■ **Stored items**:
::::::

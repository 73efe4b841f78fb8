use std::future::Future;
use std::panic::Location;
use std::path::Path;
use std::time::Instant;

use crate::registry::Registry;

// ─── Stopwatch guard ─────────────────────────────────────────────

/// Records elapsed wall time into the registry exactly once, on drop.
///
/// Dropping is the cleanup path: the observation lands whether the measured
/// code returns, errors, or panics. `Instant` is monotonic, so wall-clock
/// adjustments never produce bogus durations.
#[must_use = "a stopwatch records when dropped; binding it to _ discards the measurement scope"]
pub struct Stopwatch<'a> {
    registry: &'a Registry,
    key: String,
    start: Instant,
}

impl<'a> Stopwatch<'a> {
    fn new(registry: &'a Registry, key: String) -> Self {
        Self {
            registry,
            key,
            start: Instant::now(),
        }
    }

    /// The key this stopwatch will record under.
    pub fn key(&self) -> &str {
        &self.key
    }

    /// Stop now instead of at end of scope.
    pub fn stop(self) {
        drop(self);
    }
}

impl Drop for Stopwatch<'_> {
    fn drop(&mut self) {
        self.registry
            .record_observation(&self.key, self.start.elapsed().as_secs_f64());
    }
}

// ─── Timed invocation ────────────────────────────────────────────

impl Registry {
    /// Time `work` under a key derived from the calling site and return its
    /// output unchanged.
    ///
    /// The elapsed time is recorded exactly once, after `work` finishes.
    /// An `Err` return or a panic still records the time spent up to the
    /// failure, and the failure itself reaches the caller unaltered.
    #[track_caller]
    pub fn measure<T>(&self, work: impl FnOnce() -> T) -> T {
        let key = site_key(Location::caller());
        self.measure_with(key, work)
    }

    /// Time `work` under an explicit key. Same guarantees as [`measure`].
    ///
    /// [`measure`]: Registry::measure
    pub fn measure_named<T>(&self, key: impl Into<String>, work: impl FnOnce() -> T) -> T {
        self.measure_with(key.into(), work)
    }

    fn measure_with<T>(&self, key: String, work: impl FnOnce() -> T) -> T {
        let _stopwatch = Stopwatch::new(self, key);
        work()
    }

    /// Time a future under a key derived from the calling site.
    ///
    /// The clock starts at the first poll and the observation is recorded
    /// when the future completes. A future dropped early records the
    /// elapsed time up to the drop.
    #[track_caller]
    pub fn measure_future<'a, F>(&'a self, work: F) -> impl Future<Output = F::Output> + 'a
    where
        F: Future + 'a,
    {
        let key = site_key(Location::caller());
        async move {
            let _stopwatch = Stopwatch::new(self, key);
            work.await
        }
    }

    /// Time a future under an explicit key. Same semantics as
    /// [`measure_future`](Registry::measure_future).
    pub fn measure_future_named<'a, F>(
        &'a self,
        key: impl Into<String>,
        work: F,
    ) -> impl Future<Output = F::Output> + 'a
    where
        F: Future + 'a,
    {
        let key = key.into();
        async move {
            let _stopwatch = Stopwatch::new(self, key);
            work.await
        }
    }

    /// Start a stopwatch for `key`; it records when dropped or stopped.
    /// For measured regions that don't fit inside a single closure.
    pub fn start(&self, key: impl Into<String>) -> Stopwatch<'_> {
        Stopwatch::new(self, key.into())
    }

    /// Start a stopwatch keyed by the calling site.
    #[track_caller]
    pub fn start_here(&self) -> Stopwatch<'_> {
        Stopwatch::new(self, site_key(Location::caller()))
    }
}

// ─── Call-site keys ──────────────────────────────────────────────

/// Derive a measurement key from a source location: file stem plus line,
/// `"users [42]"` style. `Location` carries no function name, so file and
/// line are what identify the site; the derived-key space is bounded by the
/// number of measured call sites in the program.
fn site_key(location: &'static Location<'static>) -> String {
    let file = Path::new(location.file())
        .file_stem()
        .and_then(|stem| stem.to_str())
        .unwrap_or(location.file());
    format!("{} [{}]", file, location.line())
}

::::::

■ **Directions for this task**:
Copy out each line of the data that includes the string "calling".

■ **Solution to the problem**:
    /// Time `work` under a key derived from the calling site and return its
    /// Time a future under a key derived from the calling site.
    /// Start a stopwatch keyed by the calling site.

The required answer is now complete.